SRPING HILL — These are hard times for the Veterans Of Foreign Wars Post 10209.
Membership is on the decline and revenue from weekly fish fries, dances and other fundraisers isn't what it used to be. Meanwhile, the cost of maintaining the post's 12,600-square-foot building on Ed Noll Drive has risen to the point where the post could be forced to sell the 6-year-old facility.
"It's about as bad as I've ever known it to be," said longtime member and former post adjutant Jim O'Brien, who heads a committee that has been exploring ways to pull the organization out of its financial plight. Two weeks ago, he delivered the grim news of the post's finances to the general membership.
O'Brien said the mounting expenses of keeping the facility open are the greatest concern. The post received the land and building from Holland Springs Industrial Properties Inc. in exchage for the original VFW site — the current location of the Target store on Spring Hill Drive.
But according to O'Brien, former post leaders voted a couple of years ago to take out a $127,000 mortgage to pay for improvements. The cost of paying back the loan, coupled with approximately $2,800 in regular monthly expenditures for upkeep, has caused the organization to fall behind financially. On several recent occasions contributions from generous members helped to make up the monthly deficit.
"We've gotten to the point where we realized that operating a place this size may not be feasible anymore," O'Brien said. "So, we're putting out a call to arms for the veterans of Hernando County to help in keeping it open for them."
For most of its nearly 50-year existence, the post has served as meeting site for several veterans groups, and has on occasion acted as a gathering place for county governmental community meetings. The post is also the site for the county's only 9/11 memorial, which was erected by the Retired New York Firefighters.
While the post has 1,000 active members, O'Brien said, it's been tough gaining their support for the events the facility regularly sponsors.

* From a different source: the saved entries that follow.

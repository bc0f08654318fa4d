//! Client wrappers for the LinkedIn connection endpoints.

use super::{LinkedIn, LinkedInStatus, LinkedInStatusRaw};
use crate::api::{ApiClient, ApiResponse, NoContent};
use crate::polling::StatusMapper;
use serde::{Deserialize, Serialize};
use serde_json::json;

/// Live session created by the initialize call.
#[derive(Debug, Clone, PartialEq, Eq, Deserialize, Serialize)]
pub struct InitializedSession {
    pub session_id: String,
    #[serde(default, alias = "live_url", alias = "debugger_url")]
    pub live_view_url: Option<String>,
    #[serde(default)]
    pub expires_at: Option<String>,
}

#[derive(Debug, Clone, PartialEq, Eq, Deserialize, Serialize)]
pub struct Availability {
    pub available: bool,
    #[serde(default)]
    pub reason: Option<String>,
    /// Minutes until a new session may be started.
    #[serde(default)]
    pub can_retry_after: Option<u64>,
}

/// Starts a live browser session for the organization.
pub async fn initialize_session(client: &ApiClient) -> ApiResponse<InitializedSession> {
    client
        .post("/v1/linkedin-connection/initialize", &json!({}))
        .await
}

/// Reads the connection status, mapped into the view model.
pub async fn session_status(client: &ApiClient) -> ApiResponse<LinkedInStatus> {
    client
        .get::<LinkedInStatusRaw>("/v1/linkedin-connection/status")
        .await
        .map(|raw| LinkedIn.map(raw))
}

/// Whether a new session can be started right now.
pub async fn availability(client: &ApiClient) -> ApiResponse<Availability> {
    client.get("/v1/linkedin-connection/availability").await
}

pub async fn disconnect(client: &ApiClient) -> ApiResponse<NoContent> {
    client.delete("/v1/linkedin-connection").await
}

"The bottom line is that we need them in here to participate in our activities, to come out for dinner and some entertainment," he said. "If we had enough support I think we could make it work."
The 64-year-old Vietnam War veteran concedes that veterans organizations such as the VFW are no longer as popular as they were when their memberships were bolstered by WWII and Korean War veterans.

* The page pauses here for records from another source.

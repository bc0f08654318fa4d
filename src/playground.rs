//! Scripted enrichment demo for first-time users.
//!
//! Nothing here talks to the gateway. [`playback_steps`] produces an ordered
//! list of timed steps (source state changes, log lines, and a final mock
//! result) and [`play`] replays them on the tokio clock.

use rand::Rng;
use serde::Serialize;
use serde_json::{json, Value};
use std::time::Duration;
use tokio::time::sleep;

pub const SOURCES: [&str; 4] = ["linkedin", "hunter", "perplexity", "tavily"];

pub const MIN_STEP_DELAY_MS: u64 = 500;
pub const MAX_STEP_DELAY_MS: u64 = 1_500;

#[derive(Clone, Copy, Debug, PartialEq, Eq, Serialize)]
#[serde(rename_all = "lowercase")]
pub enum SourceState {
    Pending,
    Processing,
    Complete,
}

#[derive(Clone, Debug, PartialEq, Serialize)]
#[serde(tag = "type", rename_all = "snake_case")]
pub enum PlaybackAction {
    Source {
        source: &'static str,
        state: SourceState,
    },
    Log {
        message: String,
    },
    Result {
        result: Value,
    },
}

#[derive(Clone, Debug, PartialEq, Serialize)]
pub struct PlaybackStep {
    /// Wait before applying the action.
    #[serde(rename = "delayMs", serialize_with = "as_millis")]
    pub delay: Duration,
    #[serde(flatten)]
    pub action: PlaybackAction,
}

fn as_millis<S: serde::Serializer>(delay: &Duration, serializer: S) -> Result<S::Ok, S::Error> {
    serializer.serialize_u64(u64::try_from(delay.as_millis()).unwrap_or(u64::MAX))
}

/// Builds the demo script for `input` (an email address or profile URL).
pub fn playback_steps<R: Rng + ?Sized>(rng: &mut R, input: &str) -> Vec<PlaybackStep> {
    let input = input.trim();
    let mut steps = Vec::with_capacity(SOURCES.len() * 4 + 2);

    steps.push(PlaybackStep {
        delay: Duration::ZERO,
        action: PlaybackAction::Log {
            message: format!("Starting enrichment for {input}"),
        },
    });
    for source in SOURCES {
        steps.push(PlaybackStep {
            delay: Duration::ZERO,
            action: PlaybackAction::Source {
                source,
                state: SourceState::Pending,
            },
        });
    }

    for source in SOURCES {
        for (state, verb) in [
            (SourceState::Processing, "Querying"),
            (SourceState::Complete, "Received data from"),
        ] {
            let delay = Duration::from_millis(rng.gen_range(MIN_STEP_DELAY_MS..=MAX_STEP_DELAY_MS));
            steps.push(PlaybackStep {
                delay,
                action: PlaybackAction::Source { source, state },
            });
            steps.push(PlaybackStep {
                delay: Duration::ZERO,
                action: PlaybackAction::Log {
                    message: format!("{verb} {source}"),
                },
            });
        }
    }

    steps.push(PlaybackStep {
        delay: Duration::ZERO,
        action: PlaybackAction::Result {
            result: mock_result(input),
        },
    });
    steps
}

/// Total wall time the script takes to replay.
#[must_use]
pub fn total_duration(steps: &[PlaybackStep]) -> Duration {
    steps.iter().map(|step| step.delay).sum()
}

/// Replays `steps`, handing each action to `sink` once its delay elapsed.
pub async fn play(steps: Vec<PlaybackStep>, mut sink: impl FnMut(PlaybackAction)) {
    for step in steps {
        if !step.delay.is_zero() {
            sleep(step.delay).await;
        }
        sink(step.action);
    }
}

/// Canned result; only the echoed input varies.
#[must_use]
pub fn mock_result(input: &str) -> Value {
    let email = if input.contains('@') {
        input.to_string()
    } else {
        "jordan.lee@example.com".to_string()
    };
    let linkedin_url = if input.contains("linkedin.com") {
        input.to_string()
    } else {
        "https://www.linkedin.com/in/jordan-lee-example".to_string()
    };

    json!({
        "input": input,
        "person": {
            "fullName": "Jordan Lee",
            "title": "VP of Revenue Operations",
            "email": email,
            "phone": "+1 415 555 0142",
            "linkedinUrl": linkedin_url,
            "location": "San Francisco, CA"
        },
        "company": {
            "name": "Example Corp",
            "domain": "example.com",
            "industry": "Software",
            "employeeRange": "201-500"
        },
        "confidence": {
            "overall": 0.92,
            "email": 0.95,
            "phone": 0.78,
            "title": 0.9,
            "company": 0.97
        },
        "sources": SOURCES,
    })
}

#[cfg(test)]
mod tests {
    use super::*;
    use rand::{rngs::StdRng, SeedableRng};
    use std::collections::HashMap;

    fn source_transitions(steps: &[PlaybackStep]) -> HashMap<&'static str, Vec<SourceState>> {
        let mut transitions: HashMap<&'static str, Vec<SourceState>> = HashMap::new();
        for step in steps {
            if let PlaybackAction::Source { source, state } = step.action {
                transitions.entry(source).or_default().push(state);
            }
        }
        transitions
    }

    #[test]
    fn every_source_goes_pending_processing_complete() {
        let mut rng = StdRng::seed_from_u64(7);
        let steps = playback_steps(&mut rng, "dana@example.com");
        let transitions = source_transitions(&steps);

        assert_eq!(transitions.len(), SOURCES.len());
        for source in SOURCES {
            assert_eq!(
                transitions[source],
                vec![
                    SourceState::Pending,
                    SourceState::Processing,
                    SourceState::Complete
                ]
            );
        }
    }

    #[test]
    fn delays_stay_in_range_and_result_comes_last() {
        let mut rng = StdRng::seed_from_u64(42);
        let steps = playback_steps(&mut rng, "https://www.linkedin.com/in/dana");

        for step in &steps {
            let ms = u64::try_from(step.delay.as_millis()).unwrap();
            assert!(ms == 0 || (MIN_STEP_DELAY_MS..=MAX_STEP_DELAY_MS).contains(&ms));
        }
        let timed = steps.iter().filter(|step| !step.delay.is_zero()).count();
        assert_eq!(timed, SOURCES.len() * 2);

        match &steps.last().unwrap().action {
            PlaybackAction::Result { result } => {
                assert_eq!(result["person"]["linkedinUrl"], "https://www.linkedin.com/in/dana");
                assert_eq!(result["confidence"]["overall"], 0.92);
            }
            other => panic!("unexpected final action {other:?}"),
        }
    }

    #[test]
    fn one_log_line_per_transition() {
        let mut rng = StdRng::seed_from_u64(1);
        let steps = playback_steps(&mut rng, "dana@example.com");
        let logs = steps
            .iter()
            .filter(|step| matches!(step.action, PlaybackAction::Log { .. }))
            .count();
        // Start line plus processing/complete for each source.
        assert_eq!(logs, 1 + SOURCES.len() * 2);
    }

    #[test]
    fn step_serializes_for_the_ui() {
        let step = PlaybackStep {
            delay: Duration::from_millis(750),
            action: PlaybackAction::Source {
                source: "hunter",
                state: SourceState::Processing,
            },
        };
        let json = serde_json::to_value(&step).unwrap();
        assert_eq!(json["delayMs"], 750);
        assert_eq!(json["type"], "source");
        assert_eq!(json["state"], "processing");
    }

    #[tokio::test(start_paused = true)]
    async fn play_waits_for_each_delay() {
        let mut rng = StdRng::seed_from_u64(9);
        let steps = playback_steps(&mut rng, "dana@example.com");
        let expected = total_duration(&steps);
        let count = steps.len();

        let started = tokio::time::Instant::now();
        let mut seen = Vec::new();
        play(steps, |action| seen.push(action)).await;

        assert_eq!(seen.len(), count);
        assert_eq!(started.elapsed(), expected);
        assert!(matches!(seen.last(), Some(PlaybackAction::Result { .. })));
    }
}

Although he has seen more Vietnam veterans seek membership in recent years, O'Brien said they aren't as active as veterans of the previous wars. And while the organization has managed to attract some returning Iraq and Afghanistan veterans, O'Brien said that they rarely show up to functions at the post.
"We're in a tough time right now," he said. "And we need to figure out how to attract and keep people who can help this organization and make it grow. It's a sad thing when all of the decisions are left up to less than a half-percent of the entire membership."
O'Brien said that members are expected to vote at a meeting on Wednesday whether to sell the building. If they approve the idea, the measure will then be brought before the VFW state and district boards, which must approve the sale of any building.